(Collected data entries)
******

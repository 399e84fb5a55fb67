//! Per-pass memoized seller resolution

use crate::index::SellerIndex;
use leadcal_model::ContactEvent;
use std::collections::HashMap;
use std::sync::Arc;

/// Resolution counters for one pass
#[derive(Debug, Clone, Copy, Default, PartialEq, Eq)]
pub struct ResolverStats {
    /// Lookups answered from the memo
    pub memo_hits: u64,
    /// Lookups that went to the index
    pub index_lookups: u64,
    /// Distinct raw identifiers memoized
    pub memo_entries: usize,
}

/// Seller resolver scoped to one aggregation pass
///
/// The first resolution of a raw owner identifier is memoized and reused for
/// every later event carrying the identical raw string. Resolution is a pure
/// function of that string for a fixed roster, so the memo must never
/// outlive the pass (or the roster) it was created for.
#[derive(Debug)]
pub struct SellerResolver {
    index: Arc<SellerIndex>,
    memo: HashMap<String, Option<Arc<str>>>,
    stats: ResolverStats,
}

impl SellerResolver {
    /// Create resolver over `index` with an empty memo
    #[inline]
    #[must_use]
    pub fn new(index: Arc<SellerIndex>) -> Self {
        Self {
            index,
            memo: HashMap::new(),
            stats: ResolverStats::default(),
        }
    }

    /// Resolve `event` to a canonical seller name
    ///
    /// Events without any owner identifier are resolved uncached.
    pub fn resolve(&mut self, event: &ContactEvent) -> Option<Arc<str>> {
        let Some(key) = event.owner_key() else {
            self.stats.index_lookups += 1;
            return self.index.resolve(event);
        };

        if let Some(hit) = self.memo.get(key) {
            self.stats.memo_hits += 1;
            return hit.clone();
        }

        self.stats.index_lookups += 1;
        let resolved = self.index.resolve(event);
        self.memo.insert(key.to_owned(), resolved.clone());
        resolved
    }

    /// Underlying index
    #[inline]
    #[must_use]
    pub fn index(&self) -> &Arc<SellerIndex> {
        &self.index
    }

    /// Counters accumulated so far
    #[inline]
    #[must_use]
    pub fn stats(&self) -> ResolverStats {
        ResolverStats {
            memo_entries: self.memo.len(),
            ..self.stats
        }
    }
}

#[cfg(test)]
mod tests {
    use super::*;
    use leadcal_model::SellerRecord;

    fn resolver() -> SellerResolver {
        let roster = vec![
            SellerRecord::new("Maria Dos Santos").with_email("maria.santos@x.com"),
            SellerRecord::new("Carlos Souza"),
        ];
        SellerResolver::new(Arc::new(SellerIndex::build(&roster)))
    }

    #[test]
    fn memoizes_by_raw_owner_string() {
        let mut resolver = resolver();
        let event = ContactEvent::new("2026-10-01").with_user("maria.santos");

        for _ in 0..5 {
            assert_eq!(resolver.resolve(&event).as_deref(), Some("Maria Dos Santos"));
        }

        let stats = resolver.stats();
        assert_eq!(stats.index_lookups, 1);
        assert_eq!(stats.memo_hits, 4);
        assert_eq!(stats.memo_entries, 1);
    }

    #[test]
    fn memoizes_misses_too() {
        let mut resolver = resolver();
        let event = ContactEvent::new("2026-10-01").with_user("ghost");

        assert!(resolver.resolve(&event).is_none());
        assert!(resolver.resolve(&event).is_none());
        assert_eq!(resolver.stats().memo_hits, 1);
    }

    #[test]
    fn first_resolution_is_reused_for_same_primary_key() {
        let mut resolver = resolver();
        let first = ContactEvent::new("2026-10-01")
            .with_user("shared")
            .with_seller("Carlos Souza");
        let second = ContactEvent::new("2026-10-02")
            .with_user("shared")
            .with_seller("Maria Dos Santos");

        assert_eq!(resolver.resolve(&first).as_deref(), Some("Carlos Souza"));
        assert_eq!(resolver.resolve(&second).as_deref(), Some("Carlos Souza"));
    }

    #[test]
    fn ownerless_events_bypass_memo() {
        let mut resolver = resolver();
        let event = ContactEvent::new("2026-10-01");
        assert!(resolver.resolve(&event).is_none());
        assert_eq!(resolver.stats().memo_entries, 0);
    }
}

******

## Your objective
Line count for the string "SellerRecord": tally the lines of the records above that contain it and give only the result.

## Written reply
3